Exploration of the Valley of the Amazon, 1851-1852

by William Lewis Herndon Edited by Gary Kinder
  • Imprint Grove Paperback
  • Page Count 368
  • Publication Date July 17, 2000
  • ISBN-13 978-0-8021-3704-3
  • Dimensions 5.5" x 8.25"
  • US List Price $14.00

About The Book

In the mid-nineteenth century, the Amazon Valley remained a mystery to the outside world. Enormous and unspoiled, it lay rich with possibility. In 1850, the secretary of the U.S. Navy appointed Captain William Lewis Herndon to lead the first American expedition to explore this vast and foreboding region.

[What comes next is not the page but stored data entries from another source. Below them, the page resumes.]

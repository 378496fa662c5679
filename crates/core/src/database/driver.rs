//! 存储驱动抽象
//!
//! 连接池只依赖这里的两个 trait，Postgres 驱动和测试用的假驱动都实现它们

use async_trait::async_trait;
use serde::de::DeserializeOwned;
use serde_json::{Map, Value};

use quant_bot_common::{AppError, Result as AppResult};

/// 查询参数
///
/// 空值也带类型，绑定 `COALESCE($n, column)` 时数据库能推断参数类型
#[derive(Debug, Clone, PartialEq)]
pub enum SqlValue {
    I64(Option<i64>),
    F64(Option<f64>),
    Text(Option<String>),
    Bool(Option<bool>),
    Json(Option<Value>),
}

impl SqlValue {
    pub fn is_null(&self) -> bool {
        match self {
            SqlValue::I64(v) => v.is_none(),
            SqlValue::F64(v) => v.is_none(),
            SqlValue::Text(v) => v.is_none(),
            SqlValue::Bool(v) => v.is_none(),
            SqlValue::Json(v) => v.is_none(),
        }
    }

    pub fn as_i64(&self) -> Option<i64> {
        match self {
            SqlValue::I64(v) => *v,
            _ => None,
        }
    }

    pub fn as_f64(&self) -> Option<f64> {
        match self {
            SqlValue::F64(v) => *v,
            SqlValue::I64(v) => v.map(|v| v as f64),
            _ => None,
        }
    }

    pub fn as_str(&self) -> Option<&str> {
        match self {
            SqlValue::Text(v) => v.as_deref(),
            _ => None,
        }
    }

    pub fn as_bool(&self) -> Option<bool> {
        match self {
            SqlValue::Bool(v) => *v,
            _ => None,
        }
    }

    /// 转成 JSON 值，假驱动用它生成行
    pub fn to_json(&self) -> Value {
        match self {
            SqlValue::I64(v) => v.map(Value::from).unwrap_or(Value::Null),
            SqlValue::F64(v) => v.map(Value::from).unwrap_or(Value::Null),
            SqlValue::Text(v) => v.clone().map(Value::from).unwrap_or(Value::Null),
            SqlValue::Bool(v) => v.map(Value::from).unwrap_or(Value::Null),
            SqlValue::Json(v) => v.clone().unwrap_or(Value::Null),
        }
    }
}

macro_rules! impl_from_sql_value {
    ($ty:ty, $variant:ident) => {
        impl From<$ty> for SqlValue {
            fn from(v: $ty) -> Self {
                SqlValue::$variant(Some(v.into()))
            }
        }

        impl From<Option<$ty>> for SqlValue {
            fn from(v: Option<$ty>) -> Self {
                SqlValue::$variant(v.map(Into::into))
            }
        }
    };
}

impl_from_sql_value!(i64, I64);
impl_from_sql_value!(i32, I64);
impl_from_sql_value!(f64, F64);
impl_from_sql_value!(bool, Bool);
impl_from_sql_value!(String, Text);
impl_from_sql_value!(&str, Text);
impl_from_sql_value!(Value, Json);

/// 一行结果：列名 → JSON 值
#[derive(Debug, Clone, Default, PartialEq)]
pub struct Row(Map<String, Value>);

impl Row {
    pub fn new() -> Self {
        Self(Map::new())
    }

    pub fn with(mut self, column: &str, value: impl Into<Value>) -> Self {
        self.0.insert(column.to_string(), value.into());
        self
    }

    pub fn insert(&mut self, column: &str, value: Value) {
        self.0.insert(column.to_string(), value);
    }

    pub fn get(&self, column: &str) -> Option<&Value> {
        self.0.get(column)
    }

    pub fn get_i64(&self, column: &str) -> Option<i64> {
        self.0.get(column).and_then(Value::as_i64)
    }

    pub fn get_str(&self, column: &str) -> Option<&str> {
        self.0.get(column).and_then(Value::as_str)
    }

    pub fn len(&self) -> usize {
        self.0.len()
    }

    pub fn is_empty(&self) -> bool {
        self.0.is_empty()
    }

    /// 按列名反序列化为实体
    pub fn decode<T: DeserializeOwned>(&self) -> AppResult<T> {
        serde_json::from_value(Value::Object(self.0.clone()))
            .map_err(|e| AppError::Serialization(format!("row decode failed: {}", e)))
    }

    pub fn into_inner(self) -> Map<String, Value> {
        self.0
    }
}

impl From<Map<String, Value>> for Row {
    fn from(map: Map<String, Value>) -> Self {
        Self(map)
    }
}

/// 一条到存储的物理连接
#[async_trait]
pub trait StoreConnection: Send {
    /// 执行语句并返回所有行（INSERT/UPDATE/DELETE 配合 RETURNING 使用）
    async fn query(&mut self, sql: &str, params: &[SqlValue]) -> AppResult<Vec<Row>>;

    /// 执行语句并返回受影响行数
    async fn execute(&mut self, sql: &str, params: &[SqlValue]) -> AppResult<u64>;

    /// 探活，等价于 `SELECT 1`
    async fn ping(&mut self) -> AppResult<()>;
}

/// 建立新连接
#[async_trait]
pub trait Connector: Send + Sync {
    async fn connect(&self) -> AppResult<Box<dyn StoreConnection>>;

    /// 日志里展示的连接目标，不含密码
    fn describe(&self) -> String;
}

Herndon departed Lima, Peru, on May 20, 1851, and arrived at Para, Brazil, nearly a year later, traveling more than four thousand miles by foot, mule, canoe, and small boat. As ordered by Congress, he catalogued his scientific and commercial observations, but he filed his report as a narrative, recounting the beauty of the land and his encounters with natives and animals, which captured the imagination of nineteenth-century America. Herndon described his adventures with such insight, such compassion and wit, and such literary grace that the book quickly became an international best-seller.

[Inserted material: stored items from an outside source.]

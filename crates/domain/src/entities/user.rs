//! 用户实体

use serde::{Deserialize, Serialize};

use super::Versioned;

/// 聊天账号对应的用户
#[derive(Debug, Clone, PartialEq, Serialize, Deserialize)]
pub struct User {
    pub id: i64,
    /// 聊天账号 ID，对外的稳定键
    pub user_key: i64,
    pub username: Option<String>,
    pub language: String,
    pub is_active: bool,
    pub created_at: i64,
    pub updated_at: i64,
    pub version: i64,
}

impl Versioned for User {
    fn version(&self) -> i64 {
        self.version
    }
}

#[derive(Debug, Clone, PartialEq)]
pub struct NewUser {
    pub user_key: i64,
    pub username: Option<String>,
    pub language: String,
}

impl NewUser {
    pub fn new(user_key: i64) -> Self {
        Self {
            user_key,
            username: None,
            language: "en".to_string(),
        }
    }

    pub fn with_username(mut self, username: impl Into<String>) -> Self {
        self.username = Some(username.into());
        self
    }

    pub fn with_language(mut self, language: impl Into<String>) -> Self {
        self.language = language.into();
        self
    }
}

/// 部分更新，`None` 表示保持原值
#[derive(Debug, Clone, Default, PartialEq)]
pub struct UserPatch {
    pub username: Option<String>,
    pub language: Option<String>,
    pub is_active: Option<bool>,
}

impl UserPatch {
    pub fn is_empty(&self) -> bool {
        self.username.is_none() && self.language.is_none() && self.is_active.is_none()
    }
}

One of the great American chronicles of exploration, Herndon’s account is a highly enjoyable read and an intimate portrait of an exotic land before the outside world rushed in.

Excerpt

Chapter I
INTRODUCTORY

United States ship Vandalia–Valparaiso–Santiago–Preparatory orders–Lima–Means of information–Conquests of the Incas in the Monta”a–First explorations of the Spaniards–Madame Godin
ATTACHED TO THE U.S. SHIP VANDALIA, of the Pacific squadron, lying at anchor in the harbor of Valparaiso, in the month of August, 1850, I received a communication from the Superintendent of the National Observatory, informing me that orders to explore the Valley of the Amazon would be sent by the next mail steamer.
The ship was then bound for the Sandwich Islands, but Captain Gardner, with that kindness which ever characterized his intercourse with his officers, did not hesitate to detach me from the ship, and to give me permission to await, at Valparaiso, the arrival of my instructions.
The officers expressed much flattering regret at my leaving the ship, and loaded me with little personal mementos–things that might be of use to me on my proposed journey.

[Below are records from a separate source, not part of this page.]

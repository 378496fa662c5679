//! 交易记录仓储实现
//!
//! transactions 是变化最快的动态命名空间，默认 `Eager`。
//! 记录或更新交易同时删除该用户的持仓缓存

use std::sync::Arc;

use async_trait::async_trait;
use tracing::info;

use quant_bot_common::utils::now_millis;
use quant_bot_common::{AppError, Result};
use quant_bot_core::database::{QueryExecutor, SqlValue};
use quant_bot_domain::traits::TransactionRepository;
use quant_bot_domain::{
    Namespace, NewTransaction, Transaction, TransactionHistory, TransactionPatch, TxStatus,
};

use super::{decode_all, decode_first, require_first};
use crate::cache::{CacheCoordinator, RefreshPolicy};

/// 缓存的最近交易条数
pub const RECENT_LIMIT: i64 = 50;

macro_rules! transaction_columns {
    () => {
        "id, user_key, tx_hash, token_address, side, amount, price, status, created_at, updated_at, version"
    };
}

pub mod sql {
    pub const SELECT_RECENT: &str = concat!(
        "SELECT ",
        transaction_columns!(),
        " FROM transactions WHERE user_key = $1 ORDER BY created_at DESC, id DESC LIMIT $2"
    );

    pub const SELECT_BY_HASH: &str =
        concat!("SELECT ", transaction_columns!(), " FROM transactions WHERE tx_hash = $1");

    pub const INSERT: &str = concat!(
        "INSERT INTO transactions (user_key, tx_hash, token_address, side, amount, price, status, created_at, updated_at, version) ",
        "VALUES ($1, $2, $3, $4, $5, $6, $7, $8, $8, 1) RETURNING ",
        transaction_columns!()
    );

    pub const UPDATE: &str = concat!(
        "UPDATE transactions SET status = COALESCE($2, status), amount = COALESCE($3, amount), ",
        "price = COALESCE($4, price), updated_at = $5, version = version + 1 ",
        "WHERE id = $1 RETURNING ",
        transaction_columns!()
    );

    pub const DELETE_ALL: &str = "DELETE FROM transactions WHERE user_key = $1 RETURNING id";
}

pub struct CachedTransactionRepository {
    executor: Arc<QueryExecutor>,
    cache: Arc<CacheCoordinator>,
    policy: RefreshPolicy,
}

impl CachedTransactionRepository {
    pub fn new(executor: Arc<QueryExecutor>, cache: Arc<CacheCoordinator>) -> Self {
        Self {
            executor,
            cache,
            policy: RefreshPolicy::Eager,
        }
    }

    pub fn with_policy(mut self, policy: RefreshPolicy) -> Self {
        self.policy = policy;
        self
    }

    /// 交易会改变持仓，持仓缓存总是立即删除
    async fn after_write(&self, user_key: i64) {
        self.cache
            .apply_policy(Namespace::Transactions, user_key, self.policy)
            .await;
        self.cache.invalidate(Namespace::Portfolio, user_key).await;
    }
}

#[async_trait]
impl TransactionRepository for CachedTransactionRepository {
    async fn get(&self, user_key: i64) -> Result<TransactionHistory> {
        if let Some(history) = self
            .cache
            .get::<TransactionHistory>(Namespace::Transactions, user_key)
            .await
        {
            return Ok(history);
        }

        let read_at = now_millis();
        let rows = self
            .executor
            .query_retrying(
                sql::SELECT_RECENT,
                &[SqlValue::from(user_key), SqlValue::from(RECENT_LIMIT)],
            )
            .await?;
        let history = TransactionHistory::new(user_key, decode_all(rows)?).read_at(read_at);

        self.cache
            .populate(Namespace::Transactions, user_key, &history)
            .await;
        Ok(history)
    }

    async fn find_by_hash(&self, tx_hash: &str) -> Result<Transaction> {
        let rows = self
            .executor
            .query_retrying(sql::SELECT_BY_HASH, &[SqlValue::from(tx_hash)])
            .await?;
        decode_first(rows)?.ok_or_else(|| AppError::not_found(format!("transaction {}", tx_hash)))
    }

    async fn create(&self, new_tx: NewTransaction) -> Result<Transaction> {
        new_tx.validate()?;

        let rows = self
            .executor
            .query_write_once(
                sql::INSERT,
                &[
                    SqlValue::from(new_tx.user_key),
                    SqlValue::from(new_tx.tx_hash.as_str()),
                    SqlValue::from(new_tx.token_address.as_str()),
                    SqlValue::from(new_tx.side.as_str()),
                    SqlValue::from(new_tx.amount),
                    SqlValue::from(new_tx.price),
                    SqlValue::from(TxStatus::Pending.as_str()),
                    SqlValue::from(now_millis()),
                ],
            )
            .await?;
        let tx: Transaction = require_first(rows, || format!("inserted transaction {}", new_tx.tx_hash))?;

        self.after_write(tx.user_key).await;
        info!(
            "记录交易: user_key={}, tx_hash={}, side={}",
            tx.user_key, tx.tx_hash, tx.side
        );
        Ok(tx)
    }

    async fn update(&self, id: i64, patch: TransactionPatch) -> Result<Transaction> {
        let rows = self
            .executor
            .query_write_once(
                sql::UPDATE,
                &[
                    SqlValue::from(id),
                    SqlValue::from(patch.status.map(|s| s.as_str())),
                    SqlValue::from(patch.amount),
                    SqlValue::from(patch.price),
                    SqlValue::from(now_millis()),
                ],
            )
            .await?;
        let tx: Transaction = require_first(rows, || format!("transaction id {}", id))?;

        self.after_write(tx.user_key).await;
        Ok(tx)
    }

    async fn delete(&self, user_key: i64) -> Result<u64> {
        let rows = self
            .executor
            .query_write_once(sql::DELETE_ALL, &[SqlValue::from(user_key)])
            .await?;
        self.cache
            .invalidate_all(user_key, &[Namespace::Transactions, Namespace::Portfolio])
            .await;
        Ok(rows.len() as u64)
    }
}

On the sixth of August I unexpectedly saw, from the windows of the club-house at Valparaiso, the topsails of the ship mounting to the mastheads; I saw that she must needs make a stretch in-shore to clear the rocks that lie off the western point of the bay, and desirous to say farewell to my friends, I leaped into a shore-boat and shoved off, with the hope of reaching her before she went about. The oarsmen, influenced by the promise of a pair of dollars if they put me on board, bent to their oars with a will, and the light whale-boat seemed to fly; but just as I was clearing the outer line of merchantmen, the ship came sweeping up to the wind, and as she gracefully fell off on the other tack, her royals and courses were set; and bending to the steady northeast breeze, she darted out of the harbor at a rate that set pursuit at defiance. God’s blessing go with the beautiful ship, and the gallant gentlemen, her officers, who had been to me as brothers.
Owing to the death of President Taylor, and the consequent change in the Cabinet, my orders were delayed, and I spent several weeks in Valparaiso, and Santiago, the capital of Chili. This time, however, was not thrown away: My residence in these cities improved my knowledge of the Spanish language, and gave me information regarding the Bolivian tributaries of the Amazon which I probably could have got nowhere else.
The city of Santiago is situated in a lovely plain at the very foot of the cordillera. The snowy summits of this chain, painted in bold relief against the hard, gray sky of the morning, have a very singular and beautiful appearance; they seem cut from white marble, and within reach of the hand. It is almost impossible to give an idea of the transparency of the atmosphere at this place. I was never tired of watching, from a little observatory, the stars rising over these mountains. There was nothing of the faint and indistinct glimmer which stars generally present when rising from the ocean; but they burst forth in an instant of time, in the full blaze of their beauty, and seemed as if just created.
Chili, in arts and civilization, is far ahead of any other South American republic. There are many young men of native families, educated in the best manner in Europe, who would be ornaments to any society; and the manners of the ladies are marked by a simple, open, engaging cordiality that seems peculiar to Creoles. I do not know a more pleasant place of residence than Santiago, except for two causes: one, earthquakes, to the terrors of which no familiarity breeds indifference; the other, the readiness of the people to appeal to the bayonet for the settlement of political differences, or in the struggle for political power. These two causes shook the city and society to their foundations a few months after I left it.
On the twentieth of January, 1851, I received the following instructions from the Hon. William A. Graham, Secretary of the Navy:

NAVY DEPARTMENT, October 30, 1850.
SIR: Proceed to Lima, for the purpose of collecting from the monasteries, and other authentic sources that may be accessible to you, information concerning the headwaters of the Amazon and the regions of country drained by its Peruvian tributaries. You will then visit the monasteries of Bolivia for a like purpose, touching the Bolivian tributaries of that river, should it in your judgment be desirable.
The object of the department in assigning you to this service is with the view of directing you to explore the Valley of the Amazon, should the consent of Brazil therefore be obtained; and the information you are directed to obtain is such as would tend to assist and guide you in such exploration, should you be directed to make it.
As this service to which you are now assigned may probably involve the necessity of the occasional expenditure of a small amount on government account, you are furnished with a bill of credit for one thousand dollars, for which you will account to the proper office.
Also, enclosed you will find a letter of introduction to Messrs. Clay and McClung, charg’s d”affaires near the governments of Peru and Bolivia.
Respectfully, &c.,WILLIAM A. GRAHAM.

As I had obtained from my Santiago and Valparaiso friends all the information that I would be likely to get in the cities of Bolivia, I determined to proceed to Lima, and accordingly embarked on board the mail boat of the twenty-sixth.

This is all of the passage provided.